One group of patients were given multi drugs regime (MDT) and the vaccine. The other group received MDT plus 10 times diluted tetanus Toxoid (TT). Combined MDT and vaccine resulted in faster bacterial clearance and shortened recovery time. It also cleared lesions. The lesions disappeared in almost all cases, restoring the patients to normal appearance. Another remarkable feature of the vaccine was, it cleared of M Leprae resident in peripheral nerves.

Field trials

Field trials were carried out in Kanpur Dehat in collaboration with JALMA Institute of Leprosy Agra, which showed the feasibility of using this vaccine in rural areas.

In fact, it converted lepromin negative healthy contacts of patients to lepromin positivity status, reducing their chances of becoming leprosy patients. On the basis of the results from these trails, the vaccine received the approval of the Drugs Controller General of India (DCGI) and also of USFDA. It is at present the only vaccine of its type in the world.

Licence

The vaccine also licensed to M/s Cadilla Pharma, Ahmedabad and is available to the public in the market.

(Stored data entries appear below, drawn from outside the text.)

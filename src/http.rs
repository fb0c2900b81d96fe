//! HTTP 辅助工具：CORS、客户端 IP 与安全头。

use axum::body::Body as AxumBody;
use axum::extract::connect_info::ConnectInfo;
use axum::http::{HeaderMap, HeaderValue, Request, StatusCode, header};
use axum::{middleware, response::Response};
use std::net::{IpAddr, SocketAddr};
use tower_http::cors::{AllowOrigin, Any, CorsLayer};
use tracing::warn;

/// 构建 CORS Layer（支持逗号分隔的来源列表）。
pub fn build_cors_layer(cors_origins: Option<&str>) -> Option<CorsLayer> {
    let origins = cors_origins?
        .split(',')
        .map(str::trim)
        .filter(|origin| !origin.is_empty())
        .filter_map(|origin| match HeaderValue::from_str(origin) {
            Ok(value) => Some(value),
            Err(_) => {
                warn!(origin, "invalid cors origin");
                None
            }
        })
        .collect::<Vec<_>>();

    if origins.is_empty() {
        return None;
    }

    Some(
        CorsLayer::new()
            .allow_origin(AllowOrigin::list(origins))
            .allow_methods(Any)
            .allow_headers(Any)
            .expose_headers([
                header::CONTENT_RANGE,
                header::ACCEPT_RANGES,
                header::CONTENT_DISPOSITION,
            ]),
    )
}

/// 从 `x-forwarded-for` 解析客户端 IP。
pub fn extract_forwarded_ip(headers: &HeaderMap) -> Option<IpAddr> {
    headers
        .get("x-forwarded-for")
        .and_then(|value| value.to_str().ok())
        .and_then(|value| value.split(',').next())
        .map(str::trim)
        .filter(|value| !value.is_empty())
        .and_then(|value| value.parse::<IpAddr>().ok())
}

/// 请求日志使用的客户端地址：优先转发头，其次连接信息。
pub fn client_ip_for_span<B>(request: &Request<B>) -> String {
    let connect_ip = request
        .extensions()
        .get::<ConnectInfo<SocketAddr>>()
        .map(|ConnectInfo(addr)| addr.ip());
    extract_forwarded_ip(request.headers())
        .or(connect_ip)
        .map(|ip| ip.to_string())
        .unwrap_or_else(|| "unknown".to_string())
}

/// 添加基础安全响应头。
pub async fn add_security_headers(
    request: Request<AxumBody>,
    next: middleware::Next,
) -> Result<Response, StatusCode> {
    let mut response = next.run(request).await;
    let headers = response.headers_mut();
    headers.insert(header::X_FRAME_OPTIONS, HeaderValue::from_static("DENY"));
    headers.insert(
        header::X_CONTENT_TYPE_OPTIONS,
        HeaderValue::from_static("nosniff"),
    );
    Ok(response)
}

Other efficacy of the vaccine

It even worked well in patients not responding to multi-drug therapy. To one group, the vaccine was given in addition to the drugs, the other continued to receive the drugs and placebo injections. The people received vaccine for treatment had a noticeable effect on decline of bacterial index, whereas the group given placebo injection had hardly any effect on the bacterial index.

In tuberculosis patients

The vaccine based on MiP also found utility in treatment of tuberculosis patients, who were otherwise difficult to treat. As many as 48 out of 49 patients given MiP in addition to drugs were cured (cure rate was 97.96 per cent), whereas only 21 out of 27 (77.77 percent) of those who received only drugs were cured. The relapse rate as observed 24 months later showed a significant difference. Only two out of 46 patients who received MiP in addition to drugs relapsed, whereas 11 out of 20 patients relapsed in the group treated with drugs alone.